Vasectomies à gros prix
Béchir Hage, qu’on voit ici au volant d’une Ferrari, est l’un des médecins accusés.
Huit médecins spécialistes d’une clinique de Laval sont accusés d’avoir exigé des frais déraisonnables à des patients. Ils leur facturaient 300 $ pour des médicaments qui ne valaient qu’une fraction de ce prix, en plus de se faire payer pour l’intervention par la Régie de l’assurance maladie.
C’est la première fois que des urologues se retrouvent devant le comité de discipline du Collège des médecins pour faire face à ce genre d’infraction. Ils comparaîtront à partir de lundi prochain.
La cause risque de faire jurisprudence puisque plusieurs autres spécialistes ont réclamé de tels frais pour des vasec- tomies, en plus des honoraires qui leur étaient versés par la Régie de l’assurance maladie.
Ce genre de frais, appelé frais accessoires, est interdit par la loi depuis janvier 2017.
À chaque vasectomie, les huit médecins de la clinique Uro-laval faisaient payer 150 $ au patient pour un agent anesthésiant, la Xylocaïne.
En pharmacie, chaque fiole de ce médicament coûte 10,59 $ et contient une quantité suffisante pour plusieurs patients, selon nos informations.
Un autre produit, soit un désinfectant appelé chlorexidrine, était également facturé 150 $ à chaque patient. En pharmacie, la chlorexidrine se vend 4,99 $ pour une dose de 115 ml suffisante pour plusieurs interventions.
PATIENT EXCÉDÉ
Un père de trois enfants qui était furieux d’avoir payé un tel prix est à l’origine de la plainte au Collège des médecins. « Comme contribuable, on paie déjà pour les médecins, on n’a pas à repayer en plus », dit Alexandre Marcoux.
« J’imagine que c’était une façon de faire de l’argent rapidement. Chaque opération prenait 15 ou 20 minutes », ajoute-t-il.
M. Marcoux a contacté notre Bureau d’enquête après avoir lu un reportage sur un ophtalmologiste condamné à une amende pour avoir facturé 30 $ à des patients pour des gouttes qui valaient entre 75 ¢ et 3,84 $.
PRATIQUE GÉNÉRALISÉE
Alexandre Marcoux dit avoir été adressé à la clinique Uro-laval par son médecin de famille. L’urologue Mathieu Bettez lui aurait alors offert de payer 300 $ pour être opéré à la clinique la semaine suivante ou d’attendre plus d’un an pour une intervention à l’hôpital sans frais. « J’avais pas vraiment le choix si je voulais pas être pris pour attendre deux ans pour le faire », dit-il.
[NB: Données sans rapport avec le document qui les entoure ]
//! Example demonstrating how to solve a puzzle string from the command line.
//!
//! # Usage
//!
//! ```sh
//! cargo run --example solve_puzzle -- "..9..5.1.85.4....2432......1...69.83.9.....6.62.71...9......1945....4.37.4.3..6.."
//! ```
//!
//! Prints the solved board followed by its 81-character string form, or the
//! failure reason when the puzzle is malformed or unsolvable.

use std::process;

use clap::Parser;
use ninegrid_core::Grid;
use ninegrid_solver::solve;

#[derive(Debug, Parser)]
#[command(author, version, about)]
struct Args {
    /// 81-character puzzle string (digits 1-9, `.` for blank cells).
    puzzle: String,
}

fn main() {
    env_logger::init();

    let args = Args::parse();

    match solve(&args.puzzle) {
        Ok(solution) => {
            let grid = Grid::from_puzzle(&solution).expect("solver output is well-formed");
            println!("{grid}");
            println!();
            println!("{solution}");
        }
        Err(err) => {
            eprintln!("{err}");
            process::exit(1);
        }
    }
}
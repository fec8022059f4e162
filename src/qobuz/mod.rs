//! # Qobuz Integration Module
//!
//! Remote side of the catalog: the [`CatalogApi`] seam the rest of the crate
//! talks to, its reqwest implementation [`QobuzClient`], the login flow and
//! the mutations (playlists, favorites) that invalidate cached responses.
//!
//! ```text
//! Tree Builder / CLI
//!          ↓
//! Catalog (cache + staleness policy)
//!          ↓
//! CatalogApi  ──  QobuzClient (reqwest, JSON)
//!          ↓
//! Qobuz JSON API
//! ```
//!
//! Every call answers `Option<serde_json::Value>`: `None` covers network
//! errors, HTTP errors and empty payloads alike, which the callers treat as
//! "no content". Failures are reported with the `warning!` macro.

pub mod auth;
pub mod favorites;
pub mod playlist;

use std::{future::Future, time::Duration};

use reqwest::{Client, StatusCode};
use serde_json::Value;
use tokio::time::sleep;

use crate::{config, debug, types::Args, warning};

const MAX_ATTEMPTS: u32 = 3;

/// Remote catalog collaborator.
pub trait CatalogApi {
    /// Calls `endpoint` (e.g. `/album/get`) with the given named arguments.
    fn get(&self, endpoint: &str, args: &Args) -> impl Future<Output = Option<Value>>;
}

pub struct QobuzClient {
    client: Client,
    base_url: String,
    app_id: Option<String>,
    user_auth_token: Option<String>,
}

impl QobuzClient {
    pub fn new(base_url: String, app_id: Option<String>) -> Self {
        Self {
            client: Client::new(),
            base_url: base_url.trim_end_matches('/').to_string(),
            app_id,
            user_auth_token: None,
        }
    }

    /// Client configured from the environment.
    pub fn from_env() -> Self {
        Self::new(config::api_url(), config::app_id())
    }

    pub fn with_user_auth_token(mut self, token: Option<String>) -> Self {
        self.user_auth_token = token;
        self
    }
}

impl CatalogApi for QobuzClient {
    async fn get(&self, endpoint: &str, args: &Args) -> Option<Value> {
        let api_url = format!("{}{}", self.base_url, endpoint);
        let mut query: Vec<(&str, &str)> = args
            .iter()
            .map(|(k, v)| (k.as_str(), v.as_str()))
            .collect();
        if let Some(app_id) = &self.app_id {
            query.push(("app_id", app_id.as_str()));
        }

        let mut attempt = 0;
        loop {
            attempt += 1;
            let mut request = self.client.get(&api_url).query(&query);
            if let Some(app_id) = &self.app_id {
                request = request.header("X-App-Id", app_id.as_str());
            }
            if let Some(token) = &self.user_auth_token {
                request = request.header("X-User-Auth-Token", token.as_str());
            }

            let response = match request.send().await {
                Ok(resp) => match resp.error_for_status() {
                    Ok(valid_response) => valid_response,
                    Err(err) => {
                        if err.status() == Some(StatusCode::BAD_GATEWAY) && attempt < MAX_ATTEMPTS {
                            sleep(Duration::from_secs(2)).await;
                            continue; // retry
                        }
                        warning!("Request {} failed: {}", endpoint, err);
                        return None;
                    }
                },
                Err(err) => {
                    warning!("Request {} failed: {}", endpoint, err);
                    return None;
                } // network or reqwest error
            };

            return match response.json::<Value>().await {
                Ok(json) if !is_empty_payload(&json) => {
                    debug!("Fetched {} from remote", endpoint);
                    Some(json)
                }
                Ok(_) => None,
                Err(err) => {
                    warning!("Cannot decode response of {}: {}", endpoint, err);
                    None
                }
            };
        }
    }
}

/// `null`, `false`, `{}` and `[]` carry no content.
pub fn is_empty_payload(value: &Value) -> bool {
    match value {
        Value::Null | Value::Bool(false) => true,
        Value::Object(map) => map.is_empty(),
        Value::Array(items) => items.is_empty(),
        _ => false,
    }
}
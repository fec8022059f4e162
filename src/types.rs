use std::collections::BTreeMap;

use serde::{Deserialize, Serialize};
use tabled::Tabled;

use crate::cache::FileCache;

/// Named arguments of a catalog request, kept sorted by name.
pub type Args = BTreeMap<String, String>;

/// One logical call against the catalog API: an endpoint path plus its
/// named arguments.
#[derive(Debug, Clone, PartialEq, Eq)]
pub struct Request {
    pub endpoint: String,
    pub args: Args,
}

impl Request {
    pub fn new(endpoint: &str) -> Self {
        Self {
            endpoint: endpoint.to_string(),
            args: Args::new(),
        }
    }

    pub fn arg(mut self, name: &str, value: impl ToString) -> Self {
        self.args.insert(name.to_string(), value.to_string());
        self
    }

    /// Fingerprint of this request in the response cache.
    pub fn cache_key(&self) -> String {
        FileCache::make_key(&[self.endpoint.as_str()], &self.args)
    }
}

/// Pagination state of a fetched payload that reported more items than it
/// returned.
#[derive(Debug, Clone, Copy, PartialEq, Eq)]
pub struct Pagination {
    pub offset: u64,
    pub limit: u64,
    pub total: u64,
    pub next_offset: u64,
}

#[derive(Debug, Clone, Serialize, Deserialize)]
pub struct Session {
    pub user_id: String,
    pub user_auth_token: String,
    pub obtained_at: u64,
}

#[derive(Tabled)]
pub struct NodeTableRow {
    #[tabled(rename = "#")]
    pub position: usize,
    pub kind: String,
    pub label: String,
    pub url: String,
}

#[derive(Tabled)]
pub struct NodeImageTableRow {
    #[tabled(rename = "#")]
    pub position: usize,
    pub kind: String,
    pub label: String,
    pub image: String,
    pub url: String,
}

#[derive(Tabled)]
pub struct CacheInfoRow {
    pub directory: String,
    pub entries: usize,
    pub default_ttl: u64,
}
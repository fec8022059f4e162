use crate::{
    config, error, info, management::SessionManager, qobuz, qobuz::QobuzClient, success,
};

/// Logs in with `QOBUZ_USERNAME` / `QOBUZ_PASSWORD` and stores the session.
pub async fn login() {
    let (Some(username), Some(password)) = (config::username(), config::password()) else {
        error!(
            "Set QOBUZ_USERNAME and QOBUZ_PASSWORD in {}",
            config::data_dir().join(".env").display()
        );
    };

    info!("Logging in as {}", username);
    let client = QobuzClient::from_env();
    let Some(session) = qobuz::auth::login(&client, &username, &password).await else {
        error!("Login refused for {}", username);
    };

    let manager = SessionManager::new(session);
    if let Err(e) = manager.persist().await {
        error!("Cannot store session: {}", e);
    }
    success!("Logged in, user id {}", manager.user_id());
}
use clap::{
    CommandFactory, Parser, Subcommand,
    builder::{
        Styles,
        styling::{AnsiColor, Effects},
    },
};
use clap_complete::{Shell, generate};

use qobuzcli::{
    cli, config, error,
    node::{NodeKind, NodeKinds},
    qobuz::favorites::FavoriteIds,
    traversal::UNBOUNDED,
    utils,
};

fn styles() -> Styles {
    Styles::styled()
        .header(AnsiColor::White.on_default() | Effects::BOLD)
        .usage(AnsiColor::White.on_default() | Effects::BOLD)
        .literal(AnsiColor::BrightBlue.on_default())
        .placeholder(AnsiColor::BrightGreen.on_default())
}

#[derive(Parser, Debug, Clone)]
#[clap(
  version = env!("CARGO_PKG_VERSION"),
  name=env!("CARGO_PKG_NAME"),
  bin_name=env!("CARGO_PKG_NAME"),
  about=env!("CARGO_PKG_DESCRIPTION"),
  styles=styles(),
)]
struct Cli {
    #[clap(subcommand)]
    command: Command,
}

#[derive(Subcommand, Debug, Clone)]
pub enum Command {
    /// Log in with the configured credentials
    Login,

    /// Walk the catalog and list what is found
    Browse(BrowseOptions),

    /// Manage your playlists
    Playlist(PlaylistOptions),

    /// Add or remove favorites
    Favorites(FavoritesOptions),

    /// Maintain the response cache
    Cache(CacheOptions),

    /// Get shell completions
    Completions(CompletionsOption),
}

#[derive(Parser, Debug, Clone)]
pub struct BrowseOptions {
    /// Kind of the start node (root, album, artist, playlist, favorites, ...)
    #[clap(value_parser = parse_node_kind)]
    pub kind: Option<NodeKind>,

    /// Id of the start node
    #[clap(long)]
    pub nid: Option<String>,

    /// Offset of the first item
    #[clap(long)]
    pub offset: Option<u64>,

    /// Listing selector, e.g. `editor-picks` for public playlists
    #[clap(long = "type")]
    pub kind_type: Option<String>,

    /// Start from a navigation URL instead
    #[clap(long, conflicts_with_all = ["kind", "nid", "offset", "kind_type"])]
    pub url: Option<String>,

    /// Levels to expand, -1 for no bound
    #[clap(long, default_value_t = 1, allow_negative_numbers = true)]
    pub depth: i32,

    /// Kinds to list, comma separated, `all` or `none`
    #[clap(long, default_value = "all", value_parser = utils::parse_node_kinds)]
    pub include: NodeKinds,

    /// Kinds never fetched, comma separated, `all` or `none`
    #[clap(long, default_value = "none", value_parser = utils::parse_node_kinds)]
    pub exclude: NodeKinds,

    /// Show image URLs
    #[clap(long)]
    pub images: bool,
}

#[derive(Parser, Debug, Clone)]
pub struct PlaylistOptions {
    #[command(subcommand)]
    pub command: PlaylistSubcommand,
}

#[derive(Subcommand, Debug, Clone)]
pub enum PlaylistSubcommand {
    /// Create a playlist
    Create {
        name: String,
        /// Make the playlist public
        #[clap(long)]
        public: bool,
        /// Also make it the current playlist
        #[clap(long)]
        current: bool,
    },
    /// Rename a playlist
    Rename { playlist_id: String, name: String },
    /// Delete a playlist
    Delete { playlist_id: String },
    /// Show or set the current playlist
    Current { playlist_id: Option<String> },
    /// Add every track below a node to a playlist
    Add {
        /// Target playlist, the current one by default
        #[clap(long)]
        playlist: Option<String>,
        /// Navigation URL of the node to take tracks from
        #[clap(long)]
        from: String,
    },
}

#[derive(Parser, Debug, Clone)]
pub struct FavoritesOptions {
    #[command(subcommand)]
    pub command: FavoritesSubcommand,
}

#[derive(Subcommand, Debug, Clone)]
pub enum FavoritesSubcommand {
    /// Add favorites
    Add(FavoriteTargets),
    /// Remove favorites
    Remove(FavoriteTargets),
}

#[derive(Parser, Debug, Clone)]
pub struct FavoriteTargets {
    /// Track id; can be repeated
    #[clap(long = "track")]
    pub tracks: Vec<String>,
    /// Album id; can be repeated
    #[clap(long = "album")]
    pub albums: Vec<String>,
    /// Artist id; can be repeated
    #[clap(long = "artist")]
    pub artists: Vec<String>,
}

impl From<FavoriteTargets> for FavoriteIds {
    fn from(targets: FavoriteTargets) -> Self {
        FavoriteIds {
            tracks: targets.tracks,
            albums: targets.albums,
            artists: targets.artists,
        }
    }
}

#[derive(Parser, Debug, Clone)]
pub struct CacheOptions {
    #[command(subcommand)]
    pub command: CacheSubcommand,
}

#[derive(Subcommand, Debug, Clone)]
pub enum CacheSubcommand {
    /// Remove expired entries
    Clean {
        /// Most entries to remove in one run
        #[clap(long, default_value_t = 1000)]
        limit: usize,
        /// Age in seconds past which an entry expires, the cache TTL by default
        #[clap(long)]
        max_age: Option<u64>,
    },
    /// Remove every entry
    Clear,
    /// Show where the cache lives and how big it is
    Info,
}

#[derive(Parser, Debug, Clone)]
pub struct CompletionsOption {
    shell: Shell,
}

fn parse_node_kind(value: &str) -> Result<NodeKind, String> {
    value.parse()
}

#[tokio::main]
async fn main() {
    if let Err(e) = config::load_env().await {
        error!("Cannot load environment. Err: {}", e);
    }

    let cli = Cli::parse();

    match cli.command {
        Command::Login => cli::login().await,
        Command::Browse(opt) => {
            let depth = if opt.depth < 0 { UNBOUNDED } else { opt.depth };
            let start = cli::StartNode {
                kind: opt.kind,
                nid: opt.nid,
                offset: opt.offset,
                kind_type: opt.kind_type,
                url: opt.url,
            };
            cli::browse(start, depth, opt.include, opt.exclude, opt.images).await
        }
        Command::Playlist(opt) => match opt.command {
            PlaylistSubcommand::Create {
                name,
                public,
                current,
            } => cli::playlist_create(name, public, current).await,
            PlaylistSubcommand::Rename { playlist_id, name } => {
                cli::playlist_rename(playlist_id, name).await
            }
            PlaylistSubcommand::Delete { playlist_id } => cli::playlist_delete(playlist_id).await,
            PlaylistSubcommand::Current { playlist_id } => {
                cli::playlist_current(playlist_id).await
            }
            PlaylistSubcommand::Add { playlist, from } => cli::playlist_add(playlist, from).await,
        },
        Command::Favorites(opt) => match opt.command {
            FavoritesSubcommand::Add(targets) => cli::favorites_add(targets.into()).await,
            FavoritesSubcommand::Remove(targets) => cli::favorites_remove(targets.into()).await,
        },
        Command::Cache(opt) => match opt.command {
            CacheSubcommand::Clean { limit, max_age } => cli::cache_clean(limit, max_age).await,
            CacheSubcommand::Clear => cli::cache_clear().await,
            CacheSubcommand::Info => cli::cache_info().await,
        },
        Command::Completions(opt) => {
            let mut cmd = Cli::command_for_update();
            let name = cmd.get_name().to_string();
            generate(opt.shell, &mut cmd, name, &mut std::io::stdout())
        }
    }
}
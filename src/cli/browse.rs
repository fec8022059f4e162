use std::time::Duration;

use indicatif::{ProgressBar, ProgressStyle};
use tabled::Table;

use crate::{
    error,
    node::{Node, NodeId, NodeKind, NodeKinds, Parameters, Tree},
    success,
    traversal::{BuildState, Directory, Progress, TreeBuilder},
    types::{NodeImageTableRow, NodeTableRow},
    warning,
};

/// Where a browse starts: either a navigation URL or a kind with its
/// parameters given on the command line.
#[derive(Debug, Clone, Default)]
pub struct StartNode {
    pub kind: Option<NodeKind>,
    pub nid: Option<String>,
    pub offset: Option<u64>,
    pub kind_type: Option<String>,
    pub url: Option<String>,
}

impl StartNode {
    pub fn from_url(url: String) -> Self {
        Self {
            url: Some(url),
            ..Self::default()
        }
    }

    /// Node the traversal starts from; a URL wins over the other fields.
    pub fn to_node(&self) -> Result<Node, String> {
        if let Some(url) = &self.url {
            let (kind, params) = Parameters::from_url(url)?;
            return Ok(Node::new(kind, params, None));
        }

        let mut params = Parameters::new();
        if let Some(nid) = &self.nid {
            params.set("nid", nid.as_str());
        }
        if let Some(offset) = self.offset {
            params.set("offset", offset.to_string());
        }
        if let Some(kind_type) = &self.kind_type {
            params.set("type", kind_type.as_str());
        }
        Ok(Node::new(self.kind.unwrap_or(NodeKind::Root), params, None))
    }
}

/// Directory printing surfaced nodes as a table once the traversal ends,
/// with a spinner while it runs.
struct TerminalDirectory {
    spinner: ProgressBar,
    image_size: String,
    rows: Vec<(NodeKind, String, Option<String>, String)>,
}

impl TerminalDirectory {
    fn new(image_size: &str) -> Self {
        let spinner = ProgressBar::new_spinner();
        spinner.enable_steady_tick(Duration::from_millis(100));
        if let Ok(style) = ProgressStyle::with_template("{spinner:.blue} {msg}") {
            spinner.set_style(style.tick_chars("⠋⠙⠹⠸⠼⠴⠦⠧⠇⠏"));
        }
        Self {
            spinner,
            image_size: image_size.to_string(),
            rows: Vec::new(),
        }
    }

    fn print(self, images: bool) {
        self.spinner.finish_and_clear();

        let rows = self.rows.into_iter().enumerate();
        let table = if images {
            Table::new(rows.map(|(i, (kind, label, image, url))| NodeImageTableRow {
                position: i + 1,
                kind: kind.to_string(),
                label,
                image: image.unwrap_or_default(),
                url,
            }))
        } else {
            Table::new(rows.map(|(i, (kind, label, _, url))| NodeTableRow {
                position: i + 1,
                kind: kind.to_string(),
                label,
                url,
            }))
        };
        println!("{}", table);
    }
}

impl Directory for TerminalDirectory {
    fn add_node(&mut self, tree: &Tree, id: NodeId) -> bool {
        let Some(node) = tree.get(id) else {
            return false;
        };
        self.rows.push((
            node.kind(),
            tree.label(id),
            tree.image(id, &self.image_size),
            tree.make_url(id),
        ));
        true
    }

    fn update(&mut self, progress: &Progress, state: BuildState, label: &str) {
        self.spinner.set_message(format!(
            "{} {} ({} fetched, {} listed)",
            state, label, progress.fetched, progress.surfaced
        ));
    }
}

/// Walks the catalog from `start` and prints the surfaced nodes.
///
/// # Arguments
///
/// * `start` - Start node, `Root` (featured new releases) by default
/// * `depth` - Levels to expand, `-1` for no bound
/// * `include` - Kinds to list
/// * `exclude` - Kinds never fetched
/// * `images` - Adds an image column
///
/// # Example Usage
///
/// ```bash
/// qobuzcli browse artist --nid 36819 --depth 2 --include album
/// qobuzcli browse public-playlists --type editor-picks
/// ```
pub async fn browse(
    start: StartNode,
    depth: i32,
    include: NodeKinds,
    exclude: NodeKinds,
    images: bool,
) {
    let node = match start.to_node() {
        Ok(node) => node,
        Err(e) => error!("Cannot start browsing: {}", e),
    };

    let catalog = super::open_catalog(false).await;
    let mut tree = Tree::new();
    let root = tree.insert(node);

    let mut directory = TerminalDirectory::new(catalog.image_size());
    let mut builder = TreeBuilder::new(&catalog)
        .with_depth(depth)
        .with_include(include)
        .with_exclude(exclude)
        .with_cancel_token(super::cancel_on_ctrl_c());

    let outcome = match builder.build(&mut tree, root, &mut directory).await {
        Ok(outcome) => outcome,
        Err(e) => {
            directory.spinner.finish_and_clear();
            error!("Browsing {} failed: {}", tree.label(root), e);
        }
    };

    let label = tree.label(root);
    directory.print(images);
    if outcome.cancelled {
        warning!("Cancelled, showing {} nodes listed so far", outcome.surfaced);
    } else if outcome.surfaced == 0 {
        warning!("Nothing to show for {}", label);
    } else {
        success!("{} nodes under {}", outcome.surfaced, label);
    }
}
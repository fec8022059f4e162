#![allow(dead_code)]

use std::sync::Mutex;

use qobuzcli::{
    cache::FileCache,
    catalog::Catalog,
    qobuz::CatalogApi,
    traversal::CancelToken,
    types::{Args, Request},
};
use serde_json::Value;
use tempfile::TempDir;

/// In-memory catalog answering canned payloads and recording every call.
#[derive(Default)]
pub struct FakeApi {
    responses: Vec<(Request, Value)>,
    calls: Mutex<Vec<Request>>,
    cancel_on: Option<(String, CancelToken)>,
}

impl FakeApi {
    pub fn new() -> Self {
        Self::default()
    }

    pub fn respond(mut self, request: Request, payload: Value) -> Self {
        self.responses.push((request, payload));
        self
    }

    /// Raises `token` when `endpoint` is called.
    pub fn cancel_on(mut self, endpoint: &str, token: CancelToken) -> Self {
        self.cancel_on = Some((endpoint.to_string(), token));
        self
    }

    pub fn calls(&self) -> Vec<Request> {
        self.calls.lock().unwrap().clone()
    }

    pub fn call_count(&self, endpoint: &str) -> usize {
        self.calls()
            .iter()
            .filter(|request| request.endpoint == endpoint)
            .count()
    }
}

impl CatalogApi for FakeApi {
    async fn get(&self, endpoint: &str, args: &Args) -> Option<Value> {
        let request = Request {
            endpoint: endpoint.to_string(),
            args: args.clone(),
        };
        self.calls.lock().unwrap().push(request.clone());

        if let Some((cancel_endpoint, token)) = &self.cancel_on {
            if cancel_endpoint == endpoint {
                token.cancel();
            }
        }

        self.responses
            .iter()
            .find(|(known, _)| *known == request)
            .map(|(_, payload)| payload.clone())
    }
}

/// Catalog over `api` caching into `dir`, pages of `limit` items, user `u1`.
pub fn catalog(api: FakeApi, dir: &TempDir, limit: u32) -> Catalog<FakeApi> {
    Catalog::new(api, FileCache::new(dir.path()))
        .with_limit(limit)
        .with_user_id(Some("u1".to_string()))
}

/// `/album/getFeatured` request of the root node.
pub fn featured(limit: u32, offset: u64) -> Request {
    Request::new("/album/getFeatured")
        .arg("limit", limit)
        .arg("offset", offset)
        .arg("type", "new-releases")
}

/// First `/album/get` page of album `id` with the default page size of 10.
pub fn album(id: &str) -> Request {
    album_page(id, 10, 0)
}

pub fn album_page(id: &str, limit: u32, offset: u64) -> Request {
    Request::new("/album/get")
        .arg("album_id", id)
        .arg("limit", limit)
        .arg("offset", offset)
}
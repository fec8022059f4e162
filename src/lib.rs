//! Qobuz Catalog Browser Library
//!
//! This library provides the engine behind `qobuzcli`: a navigable tree of
//! catalog nodes (albums, artists, playlists, favorites, tracks, article
//! rubrics) that is populated on demand from the Qobuz API, with every API
//! response cached on disk.
//!
//! # Modules
//!
//! - `cache` - Content-addressed, disk-persisted response cache
//! - `catalog` - Cache-aware access to the remote catalog
//! - `cli` - Command-line interface implementations
//! - `config` - Configuration management and environment variables
//! - `management` - Persisted session and user storage
//! - `node` - Catalog nodes, the node arena and per-kind behaviour
//! - `qobuz` - Qobuz API client, login and mutations
//! - `traversal` - Recursive tree builder and pagination
//! - `types` - Data structures and type definitions
//! - `utils` - Utility functions and helpers
//!
//! # Example
//!
//! ```ignore
//! use qobuzcli::{config, cli};
//!
//! #[tokio::main]
//! async fn main() -> qobuzcli::Res<()> {
//!     config::load_env().await?;
//!     // Use CLI functions...
//!     Ok(())
//! }
//! ```

pub mod cache;
pub mod catalog;
pub mod cli;
pub mod config;
pub mod management;
pub mod node;
pub mod qobuz;
pub mod traversal;
pub mod types;
pub mod utils;

/// A convenient Result type alias for operations that may fail.
///
/// Uses a boxed dynamic error trait object with Send + Sync bounds so the
/// CLI layer can bubble up errors from any module.
pub type Res<T> = std::result::Result<T, Box<dyn std::error::Error + Send + Sync>>;

/// Prints an informational message with a blue bullet point.
///
/// # Example
///
/// ```ignore
/// info!("Fetching favorites...");
/// info!("Found {} albums", count);
/// ```
#[macro_export]
macro_rules! info {
  ($($arg:tt)*) => ({
    use colored::Colorize;
    println!("[{}] {}", "o".blue().bold(), std::format_args!($($arg)*));
  })
}

/// Prints a success message with a green checkmark.
#[macro_export]
macro_rules! success {
  ($($arg:tt)*) => ({
    use colored::Colorize;
    println!("[{}] {}", "✓".green().bold(), std::format_args!($($arg)*));
  })
}

/// Prints an error message with a red exclamation mark and exits the program.
///
/// Only meant for the binary's command handlers; library code reports
/// failures through return values and [`warning!`].
#[macro_export]
macro_rules! error {
  ($($arg:tt)*) => ({
    use colored::Colorize;
    println!("[{}] {}", "!".red().bold(), std::format_args!($($arg)*));
    std::process::exit(1);
  })
}

/// Prints a warning message with a yellow exclamation mark.
///
/// Used for recoverable issues such as a failed cache write or a remote call
/// that returned nothing.
#[macro_export]
macro_rules! warning {
  ($($arg:tt)*) => ({
    use colored::Colorize;
    println!("[{}] {}", "!".yellow().bold(), std::format_args!($($arg)*));
  })
}

/// Prints a dimmed trace line, only when `QOBUZ_DEBUG` is set.
///
/// # Example
///
/// ```ignore
/// debug!("Skipping node: {}", kind);
/// ```
#[macro_export]
macro_rules! debug {
  ($($arg:tt)*) => ({
    if $crate::config::debug_enabled() {
      use colored::Colorize;
      println!("[{}] {}", "·".dimmed(), std::format_args!($($arg)*));
    }
  })
}
//! Configuration management for the Qobuz catalog browser.
//!
//! This module handles loading and accessing configuration values from
//! environment variables and a `.env` file. Every accessor falls back to a
//! sensible default so the library can run without any configuration at all
//! (tests construct their catalog explicitly and never touch this module).
//!
//! The configuration system follows a hierarchical approach:
//! 1. Environment variables (highest priority)
//! 2. `.env` file in the local data directory
//! 3. Application defaults

use dotenv;
use std::{env, path::PathBuf};

pub const DEFAULT_API_URL: &str = "https://www.qobuz.com/api.json/0.2";
pub const DEFAULT_PLUGIN_URL: &str = "plugin://plugin.audio.qobuz/";
pub const DEFAULT_CACHE_TTL: u64 = 3600;
pub const DEFAULT_PAGINATION_LIMIT: u32 = 50;

/// Loads environment variables from a `.env` file in the local data directory.
///
/// Creates the directory structure if it doesn't exist. A missing `.env` file
/// is not an error: everything has a default except the credentials.
///
/// # Directory Structure
///
/// - Linux: `~/.local/share/qobuzcli/.env`
/// - macOS: `~/Library/Application Support/qobuzcli/.env`
/// - Windows: `%LOCALAPPDATA%/qobuzcli/.env`
pub async fn load_env() -> Result<(), String> {
    let path = data_dir().join(".env");
    if let Some(parent) = path.parent() {
        async_fs::create_dir_all(parent)
            .await
            .map_err(|e| e.to_string())?;
    }

    if path.is_file() {
        dotenv::from_path(&path).map_err(|e| e.to_string())?;
    }
    Ok(())
}

/// Root of everything the application persists.
pub fn data_dir() -> PathBuf {
    let mut path = dirs::data_local_dir().unwrap_or_else(|| PathBuf::from("."));
    path.push("qobuzcli");
    path
}

/// Base URL of the Qobuz JSON API (`QOBUZ_API_URL`).
pub fn api_url() -> String {
    env::var("QOBUZ_API_URL").unwrap_or_else(|_| DEFAULT_API_URL.to_string())
}

/// Application id sent with every request (`QOBUZ_APP_ID`).
pub fn app_id() -> Option<String> {
    non_empty_var("QOBUZ_APP_ID")
}

/// Account name used by `qobuzcli login` (`QOBUZ_USERNAME`).
pub fn username() -> Option<String> {
    non_empty_var("QOBUZ_USERNAME")
}

/// Account password used by `qobuzcli login` (`QOBUZ_PASSWORD`).
///
/// The API expects the MD5 digest of the password; store it that way.
pub fn password() -> Option<String> {
    non_empty_var("QOBUZ_PASSWORD")
}

/// Directory of the response cache (`QOBUZ_CACHE_DIR`).
pub fn cache_dir() -> PathBuf {
    match non_empty_var("QOBUZ_CACHE_DIR") {
        Some(dir) => PathBuf::from(dir),
        None => data_dir().join("cache").join("api"),
    }
}

/// Default time-to-live of cached responses in seconds (`QOBUZ_CACHE_TTL`).
pub fn cache_ttl() -> u64 {
    parse_var("QOBUZ_CACHE_TTL").unwrap_or(DEFAULT_CACHE_TTL)
}

/// Page size requested from paginated endpoints (`QOBUZ_PAGINATION_LIMIT`).
pub fn pagination_limit() -> u32 {
    parse_var("QOBUZ_PAGINATION_LIMIT")
        .filter(|limit| *limit > 0)
        .unwrap_or(DEFAULT_PAGINATION_LIMIT)
}

/// Preferred album cover size (`QOBUZ_IMAGE_SIZE`), e.g. `large` or `small`.
pub fn image_size() -> String {
    non_empty_var("QOBUZ_IMAGE_SIZE").unwrap_or_else(|| "large".to_string())
}

/// Serve from the cache only, never hitting the network (`QOBUZ_OFFLINE`).
pub fn offline() -> bool {
    flag_var("QOBUZ_OFFLINE")
}

/// Enables the `debug!` macro output (`QOBUZ_DEBUG`).
pub fn debug_enabled() -> bool {
    flag_var("QOBUZ_DEBUG")
}

/// Base of the navigation URLs handed to the host (`QOBUZ_PLUGIN_URL`).
pub fn plugin_url() -> String {
    non_empty_var("QOBUZ_PLUGIN_URL").unwrap_or_else(|| DEFAULT_PLUGIN_URL.to_string())
}

fn non_empty_var(name: &str) -> Option<String> {
    env::var(name)
        .ok()
        .map(|v| v.trim().to_string())
        .filter(|v| !v.is_empty())
}

fn parse_var<T: std::str::FromStr>(name: &str) -> Option<T> {
    non_empty_var(name).and_then(|v| v.parse().ok())
}

fn flag_var(name: &str) -> bool {
    matches!(
        non_empty_var(name).as_deref().map(str::to_lowercase).as_deref(),
        Some("1" | "true" | "yes" | "on")
    )
}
Une première enquête du Collège a don- né raison à Alexandre Marcoux contre le médecin qui l’avait opéré, et la clinique s’était engagée à suspendre temporairement les vasectomies effectuées en cabinet.
Or, après un appel à la clinique, M. Marcoux s’est rendu compte qu’ils facturaient toujours pour les vasectomies et que les frais étaient maintenant de 375 $. De plus, la pratique semblait généralisée à l’ensemble des médecins.
L’enquête a par la suite été élargie à l’ensemble des médecins de la clinique, qui se retrouvent tous aujourd’hui devant le Conseil de discipline.
Un des médecins accusés, Steven P. Lapointe, est même le président de l’association des urologues du Québec.